‘Short selling’ is perhaps one of the most misunderstood terms in the world’s financial markets, with this commonly and mistakenly cited as one of the key drivers of the 2008 financial crisis.
This represents a huge misconception, as while short selling remains a relatively controversial practice in some markets (such as stocks), it’s perfectly legal and widely used across an array of asset classes.
The practice is also far less questionable when applied to the forex market, but why is this the case and how can you successfully short sell a currency?
What Does it Mean to Short Sell a Currency?
In general terms, short selling refers to any position that seeks to profit from a financial instrument’s decline in value. To facilitate this, a trader will essentially ‘borrow’ an asset that they don’t own directly from a broker, before selling this on the market.

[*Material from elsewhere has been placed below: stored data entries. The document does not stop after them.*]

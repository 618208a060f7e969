use chrono::{DateTime, Duration, TimeZone, Utc};
use sgp4::{Constants, Elements};

use crate::predict::error::PredictError;
use crate::predict::ground_station::GroundStation;
use crate::predict::tle::Tle;
use crate::predict::transforms::{
    ecef_to_enu, ecef_to_geodetic, enu_to_azimuth_elevation, teme_to_ecef_position,
};
use crate::predict::types::{GroundPosition, LookAngle, Observation};

/// Something that can tell where the tracked satellite is at a given instant.
pub trait Ephemeris {
    fn observe(&self, timestamp: DateTime<Utc>) -> Result<Observation, PredictError>;
}

/// SGP4 propagation of one element set, viewed from one ground station.
pub struct PositionOracle {
    station: GroundStation,
    elements: Elements,
    constants: Constants,
}

impl PositionOracle {
    pub fn new(station: GroundStation, tle: &Tle) -> Result<Self, PredictError> {
        let elements = tle.elements()?;
        let constants = Constants::from_elements(&elements)?;
        Ok(Self {
            station,
            elements,
            constants,
        })
    }

    pub fn station(&self) -> &GroundStation {
        &self.station
    }

    pub fn elements(&self) -> &Elements {
        &self.elements
    }

    pub fn epoch(&self) -> DateTime<Utc> {
        Utc.from_utc_datetime(&self.elements.datetime)
    }

    pub fn epoch_age(&self, now: DateTime<Utc>) -> Duration {
        now - self.epoch()
    }

    pub fn compute_look_angle(
        &self,
        timestamp: DateTime<Utc>,
    ) -> Result<Observation, PredictError> {
        let minutes = self
            .elements
            .datetime_to_minutes_since_epoch(&timestamp.naive_utc())
            .map_err(|e| PredictError::Propagation(e.to_string()))?;

        let prediction = self.constants.propagate(minutes)?;

        let sidereal = sgp4::iau_epoch_to_sidereal_time(sgp4::julian_years_since_j2000(
            &timestamp.naive_utc(),
        ));
        let sat_ecef = teme_to_ecef_position(prediction.position, sidereal);
        let sta_ecef = self.station.position_ecef_km();

        let dr = [
            sat_ecef[0] - sta_ecef[0],
            sat_ecef[1] - sta_ecef[1],
            sat_ecef[2] - sta_ecef[2],
        ];
        let range_km = (dr[0] * dr[0] + dr[1] * dr[1] + dr[2] * dr[2]).sqrt();

        let enu = ecef_to_enu(dr, self.station.lat_rad(), self.station.lon_rad());
        let (azimuth_deg, elevation_deg) = enu_to_azimuth_elevation(enu);
        if !azimuth_deg.is_finite() || !elevation_deg.is_finite() {
            return Err(PredictError::Propagation(format!(
                "non-finite look angle at {timestamp}"
            )));
        }

        let (latitude_deg, longitude_deg, altitude_km) = ecef_to_geodetic(sat_ecef);

        Ok(Observation {
            timestamp,
            look: LookAngle::new(azimuth_deg, elevation_deg),
            ground: GroundPosition {
                latitude_deg,
                longitude_deg,
                altitude_km,
            },
            range_km,
        })
    }
}

impl Ephemeris for PositionOracle {
    fn observe(&self, timestamp: DateTime<Utc>) -> Result<Observation, PredictError> {
        self.compute_look_angle(timestamp)
    }
}

#[cfg(test)]
mod tests {
    use super::*;
    use crate::predict::tle::tests::so50;

    fn oracle() -> PositionOracle {
        let station = GroundStation::new(61.1029709, 26.1691147, 100.0);
        PositionOracle::new(station, &so50()).unwrap()
    }

    fn bench_time() -> DateTime<Utc> {
        Utc.with_ymd_and_hms(2016, 9, 18, 15, 50, 0).unwrap()
    }

    #[test]
    fn same_timestamp_same_answer() {
        let oracle = oracle();
        let first = oracle.compute_look_angle(bench_time()).unwrap();
        let second = oracle.compute_look_angle(bench_time()).unwrap();
        assert_eq!(first, second);
    }

    #[test]
    fn look_angle_within_documented_range() {
        let oracle = oracle();
        let obs = oracle.compute_look_angle(bench_time()).unwrap();
        assert!((0.0..360.0).contains(&obs.look.azimuth_deg));
        assert!((-90.0..=90.0).contains(&obs.look.elevation_deg));
        assert!(obs.range_km > 0.0);
    }

    #[test]
    fn ground_track_matches_orbit() {
        let oracle = oracle();
        for minutes in (0..120).step_by(5) {
            let obs = oracle
                .compute_look_angle(bench_time() + Duration::minutes(minutes))
                .unwrap();
            assert!(obs.ground.latitude_deg.abs() < 65.5);
            assert!((-180.0..=180.0).contains(&obs.ground.longitude_deg));
            assert!((550.0..900.0).contains(&obs.ground.altitude_km));
        }
    }

    #[test]
    fn satellite_rises_and_sets_within_a_day() {
        let oracle = oracle();
        let elevations: Vec<f64> = (0..24 * 60)
            .map(|m| {
                oracle
                    .compute_look_angle(bench_time() + Duration::minutes(m))
                    .unwrap()
                    .look
                    .elevation_deg
            })
            .collect();
        assert!(elevations.iter().any(|&e| e > 0.0));
        assert!(elevations.iter().any(|&e| e < 0.0));
    }

    #[test]
    fn epoch_from_elements() {
        let oracle = oracle();
        let epoch = oracle.epoch();
        assert_eq!(epoch.date_naive(), bench_time().date_naive());
        let age = oracle.epoch_age(bench_time());
        assert!(age > Duration::hours(6) && age < Duration::hours(7));
    }

    #[test]
    fn ephemeris_delegates_to_oracle() {
        let oracle = oracle();
        let direct = oracle.compute_look_angle(bench_time()).unwrap();
        let via_trait = Ephemeris::observe(&oracle, bench_time()).unwrap();
        assert_eq!(direct, via_trait);
    }

    #[test]
    fn decayed_orbit_is_a_propagation_error() {
        // SO-50 with an absurd drag term: the orbit falls apart within months.
        let tle = Tle::parse(concat!(
            "1 27607U 02058C   16262.37868737  .00000081  00000-0  50000-0 0  9997\n",
            "2 27607  64.5541 236.1075 0057639 195.9937 163.9347 14.75209607739010\n",
        ))
        .unwrap();
        let station = GroundStation::new(61.1029709, 26.1691147, 100.0);
        let oracle = PositionOracle::new(station, &tle).unwrap();

        for days in [365, 3650] {
            let result = oracle.compute_look_angle(bench_time() + Duration::days(days));
            assert!(
                matches!(result, Err(PredictError::Propagation(_))),
                "expected propagation failure after {days} days, got {result:?}"
            );
        }
    }
}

This is how short selling works in the stock market, with the fundamental concept of borrowing shares at the heart of the practice’s controversial nature.
Beyond this, critics also claim that short selling amounts to market manipulation, with this observation borne out as investors began to profit from the collapse of certain firms and industries through the coronavirus pandemic.
The process is markedly different when shorting currency, however, thanks largely to the derivative nature of this asset class and the way in which it’s traded. In this instance, you’re essentially betting that a currency will fall in value in relation to another, with the asset traded in a variation of major, minor and exotic pairings.
For example, if you decide to short the EUR/USD pairing, you’re effectively selling Euros (the base currency) and buying US dollars (the quote currency).
What You Need to Consider and How to Minimise Risk
According to Tickmill.com, 90% of the forex market participants are currency speculators. When shorting currency pairs, you’ll need to monitor price changes and fluctuations in real-time. These are measured in ‘pips’, with a single unit equivalent to 0.0001 of the quote currency value (except when trading the popular Japanese yen).
Interestingly, when you open your welcome bonus forex $30 account, your broker may give values out to one digit past the pip, or one-tenth of a pip or pipette).
You’ll also need to consider lot sizes as a short seller, with most currency transactions carried out in a so-called “standard” lot of 100,000 units of the base currency. They can also be completed in mini lots (10,000 units) and micro-lots (1,000 units) and nano-lots (100 units), depending on your desired position size and risk appetite as an investor.
As you can see, short-selling currency is a deceptively complex pastime, and one that carries considerable risk from the perspective of investors.
Given the leverage involved and margin-based nature of currency trading, short-selling can also incur huge losses, especially if your chosen pair continue to see its value appreciate over time.
So, you’ll need to focus on capping leverage and maintaining manageable position sizing, while focusing on major pairings that boast the highest possible levels of liquidity.